Rufus came out of the back, pushing aside the big plastic
flaps and straightening his tie. He wore a suit to work now, after his promotion, but I still hadn’t got used to it. He looked as though he had stolen the clothes of some adult.
‘You can take your tea break now, Asif,’ he said.
Asif looked worried. ‘There’s some kid,’ he said, and the boy jogged back down the aisle, booting the remains of the apple before him, and took the hand of a woman who had just collected a trolley.
She was a tired looking redhead who must have been extraordinarily pretty once. She wasn’t very old now – early twenties, tops – but the prettiness looked as though it had been worn out a few years and a few men ago. A cheap floral dress, heels. The boys unloading the lorry outside turned to look at her. She looked sexy but exhausted.
‘I’ll keep an eye on them,’ Rufus said. ‘Looks like we got a grazer.’
‘A grazer?’ I said.
Rufus had his eyes on the woman. ‘They don’t come here to shop. They come here to have a munch on whatever takes their fancy. And it’s gone into their greedy mouths before they ever reach the check-out.’

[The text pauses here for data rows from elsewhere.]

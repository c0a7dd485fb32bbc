use std::collections::{hash_map, HashMap};

use cynic_parser::executable::{ExecutableDefinition, Iter, OperationDefinition, Selection};

/// A node of an operation's selection graph.
#[derive(Debug, Clone, PartialEq, Eq, Hash)]
pub enum SelectionNode {
    /// A field, a leaf when its selection is empty.
    Field { name: String, selection: Vec<SelectionNode> },
    /// Reference into the [`FragmentTable`].
    FragmentSpread { name: String },
    InlineFragment {
        type_condition: Option<String>,
        selection: Vec<SelectionNode>,
    },
    OperationRoot { selection: Vec<SelectionNode> },
}

impl SelectionNode {
    pub fn field(name: impl Into<String>, selection: impl IntoIterator<Item = SelectionNode>) -> Self {
        Self::Field {
            name: name.into(),
            selection: selection.into_iter().collect(),
        }
    }

    pub fn leaf(name: impl Into<String>) -> Self {
        Self::field(name, Vec::new())
    }

    pub fn spread(name: impl Into<String>) -> Self {
        Self::FragmentSpread { name: name.into() }
    }

    pub fn inline(type_condition: Option<&str>, selection: impl IntoIterator<Item = SelectionNode>) -> Self {
        Self::InlineFragment {
            type_condition: type_condition.map(str::to_string),
            selection: selection.into_iter().collect(),
        }
    }

    pub fn root(selection: impl IntoIterator<Item = SelectionNode>) -> Self {
        Self::OperationRoot {
            selection: selection.into_iter().collect(),
        }
    }

    /// Direct children, always empty for a spread.
    pub fn selection(&self) -> &[SelectionNode] {
        match self {
            Self::Field { selection, .. }
            | Self::InlineFragment { selection, .. }
            | Self::OperationRoot { selection } => selection,
            Self::FragmentSpread { .. } => &[],
        }
    }
}

/// Named fragments of a document. A fragment is stored as the inline fragment it stands for.
#[derive(Debug, Clone, Default, PartialEq, Eq)]
pub struct FragmentTable(HashMap<String, SelectionNode>);

impl FragmentTable {
    pub fn new() -> Self {
        Self::default()
    }

    /// Replaces any fragment previously registered with the same name.
    pub fn insert(
        &mut self,
        name: impl Into<String>,
        type_condition: impl Into<String>,
        selection: impl IntoIterator<Item = SelectionNode>,
    ) {
        let fragment = SelectionNode::InlineFragment {
            type_condition: Some(type_condition.into()),
            selection: selection.into_iter().collect(),
        };

        self.0.insert(name.into(), fragment);
    }

    pub fn get(&self, name: &str) -> Option<&SelectionNode> {
        self.0.get(name)
    }

    pub fn len(&self) -> usize {
        self.0.len()
    }

    pub fn is_empty(&self) -> bool {
        self.0.is_empty()
    }

    pub fn iter(&self) -> hash_map::Iter<'_, String, SelectionNode> {
        self.0.iter()
    }
}

#[derive(Debug, thiserror::Error, PartialEq, Eq)]
pub enum OperationError {
    #[error("{0}")]
    Syntax(String),
    #[error("The document does not contain any operation")]
    MissingOperation,
    #[error("Unknown operation named '{0}'")]
    UnknownOperation(String),
    #[error("Missing operation name, the document contains several operations")]
    AmbiguousOperation,
    #[error("Fragment '{0}' is defined more than once")]
    DuplicateFragment(String),
}

/// The operation of a request, with everything the depth analysis needs.
#[derive(Debug, Clone, PartialEq, Eq)]
pub struct ParsedOperation {
    pub name: Option<String>,
    pub root: SelectionNode,
    pub fragments: FragmentTable,
}

impl ParsedOperation {
    /// Parses `query` and selects the operation to execute: the one named `operation_name`, or
    /// the only operation of the document.
    pub fn parse(query: &str, operation_name: Option<&str>) -> Result<Self, OperationError> {
        let document =
            cynic_parser::parse_executable_document(query).map_err(|err| OperationError::Syntax(err.to_string()))?;

        let mut operations = Vec::new();
        let mut fragments = FragmentTable::new();

        for definition in document.definitions() {
            match definition {
                ExecutableDefinition::Operation(operation) => operations.push(operation),
                ExecutableDefinition::Fragment(fragment) => {
                    if fragments.get(fragment.name()).is_some() {
                        return Err(OperationError::DuplicateFragment(fragment.name().to_string()));
                    }

                    fragments.insert(
                        fragment.name(),
                        fragment.type_condition(),
                        convert_selection_set(fragment.selection_set()),
                    );
                }
            }
        }

        let operation = select_operation(operations, operation_name)?;

        Ok(Self {
            name: operation.name().map(str::to_string),
            root: SelectionNode::root(convert_selection_set(operation.selection_set())),
            fragments,
        })
    }
}

fn select_operation<'a>(
    operations: Vec<OperationDefinition<'a>>,
    operation_name: Option<&str>,
) -> Result<OperationDefinition<'a>, OperationError> {
    match operation_name {
        Some(name) => operations
            .into_iter()
            .find(|operation| operation.name() == Some(name))
            .ok_or_else(|| OperationError::UnknownOperation(name.to_string())),
        None => {
            let mut operations = operations.into_iter();

            match (operations.next(), operations.next()) {
                (Some(operation), None) => Ok(operation),
                (None, _) => Err(OperationError::MissingOperation),
                (Some(_), Some(_)) => Err(OperationError::AmbiguousOperation),
            }
        }
    }
}

fn convert_selection_set(selection_set: Iter<'_, Selection<'_>>) -> Vec<SelectionNode> {
    selection_set
        .map(|selection| match selection {
            Selection::Field(field) => SelectionNode::field(field.name(), convert_selection_set(field.selection_set())),
            Selection::InlineFragment(fragment) => {
                SelectionNode::inline(fragment.type_condition(), convert_selection_set(fragment.selection_set()))
            }
            Selection::FragmentSpread(spread) => SelectionNode::spread(spread.fragment_name()),
        })
        .collect()
}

I laughed. ‘The profits these places make, they can afford to hand out the odd apple.’
Rufus shot me a look. ‘It’s still stealing, Dad,’ he said.
Asif went off for his teabreak. The woman and the child began their shopping, bickering with each other as the child tore things off the shelf and threw them in the trolley before the woman snatched them up and threw them back. Rufus and I fell into step a discreet distance behind them. Her buttocks rolled and rubbed and rolled against the cotton of her cheap summer dress.
‘I’m made of bloody money, I am,’ the woman told the child, hurling a family pack of Jaffa Cakes back on the shelf. ‘Shall I go and pick some money from the money tree outside, Alfie?’
‘Good idea,’ said the child.
The woman raised her hand to give him a slap around his shaven little carrot head. But she didn’t and the pair of them laughed. They turned a corner.
‘How’s your mum?’ I asked Rufus.
‘You’re invited round for dinner,’ Rufus said, raising a hand to stop me. He peered round the corner of the aisle. The red-haired woman and her scary child had stopped at the bakery department. My son glanced quickly at me. ‘She asked me to tell you.’
I immediately forgot about the woman and her child. My thoughts were consumed by Lara’s unexpected invitation. What should I wear? What should I bring? Was sex a possibility? Should I try kissing her? How far would she let me go? It felt like a first date.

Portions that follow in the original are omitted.